Wegen dieser fehlenden Spielräume stellt der Oberbürgermeister in seinen Anmerkungen den üblichen Ablauf der Haushaltsberatungen infrage - in diesem Dezember, aber auch generell. Diese Beratungen nutzen die Fraktionen traditionell, um in Anträgen Geld für Projekte durchzusetzen, die ihnen wichtig sind. Dabei wirbeln sie den von der Verwaltung geplanten Etat oft kräftig durcheinander. „Die Frage ist, ob wir bei den Haushaltsberatungen den großen Aufwand wie bisher machen müssen“, sagt Kurz. Der Gemeinderat treffe ja das ganze Jahr über strategische Entscheidungen, bewege dort mehr Geld als bei den Etatberatungen selbst. Aus seiner Sicht reiche neben dem formalen Haushaltsbeschluss zum Beispiel „eine jährliche Strategieklausur Anfang des Jahres“, um die Eckpunkte festzulegen.
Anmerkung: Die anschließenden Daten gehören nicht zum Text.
//! Per-sweep diagnostic report.

use serde::{Deserialize, Serialize};
use std::fmt;
use uuid::Uuid;

use world_graph::NodeId;

use crate::error::SkipReason;
use crate::persona::PersonaSwap;

/// Unique identifier for one sweep.
#[derive(Debug, Clone, Copy, PartialEq, Eq, Hash, Serialize, Deserialize)]
pub struct SweepId(pub Uuid);

impl SweepId {
    /// Fresh random sweep id.
    pub fn new() -> Self {
        Self(Uuid::new_v4())
    }
}

impl Default for SweepId {
    fn default() -> Self {
        Self::new()
    }
}

impl fmt::Display for SweepId {
    fn fmt(&self, f: &mut fmt::Formatter<'_>) -> fmt::Result {
        write!(f, "{}", self.0)
    }
}

/// A node whose chosen outcome was committed.
#[derive(Debug, Clone, PartialEq)]
pub struct AdvancedNode {
    pub node: NodeId,
    pub bundle: String,
    pub outcome: String,
    pub score: f64,

    /// Bound asset ids, in chain order.
    pub assets: Vec<String>,

    /// Stats the write-back had to clamp.
    pub clamped: Vec<String>,
}

/// A node that did not advance this cycle, and why.
#[derive(Debug, Clone, PartialEq)]
pub struct SkippedNode {
    pub node: NodeId,
    pub reason: SkipReason,
}

/// What one sweep did. Every gathered node is in exactly one of the lists.
#[derive(Debug, Clone, PartialEq)]
pub struct SweepReport {
    pub id: SweepId,
    pub cycle: u64,
    pub advanced: Vec<AdvancedNode>,
    pub skipped: Vec<SkippedNode>,
    pub persona_swaps: Vec<PersonaSwap>,
}

impl SweepReport {
    pub(crate) fn new(cycle: u64) -> Self {
        Self {
            id: SweepId::new(),
            cycle,
            advanced: Vec::new(),
            skipped: Vec::new(),
            persona_swaps: Vec::new(),
        }
    }

    /// Nothing gathered and no persona swapped.
    pub fn is_empty(&self) -> bool {
        self.advanced.is_empty() && self.skipped.is_empty() && self.persona_swaps.is_empty()
    }

    /// Result for `node` if it advanced.
    pub fn advanced_node(&self, node: &NodeId) -> Option<&AdvancedNode> {
        self.advanced.iter().find(|a| &a.node == node)
    }

    /// Reason `node` was skipped, if it was.
    pub fn skip_reason(&self, node: &NodeId) -> Option<&SkipReason> {
        self.skipped.iter().find(|s| &s.node == node).map(|s| &s.reason)
    }
}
Was die Fraktionen davon halten, erfährt man an diesem Nachmittag nicht, eine Aussprache über den Haushalt steht traditionell nicht auf der Tagesordnung. Die Reden der Fraktionen zum Etat sind am 18. November vorgesehen. Im Dezember soll der Gemeinderat den Haushalt dann beschließen.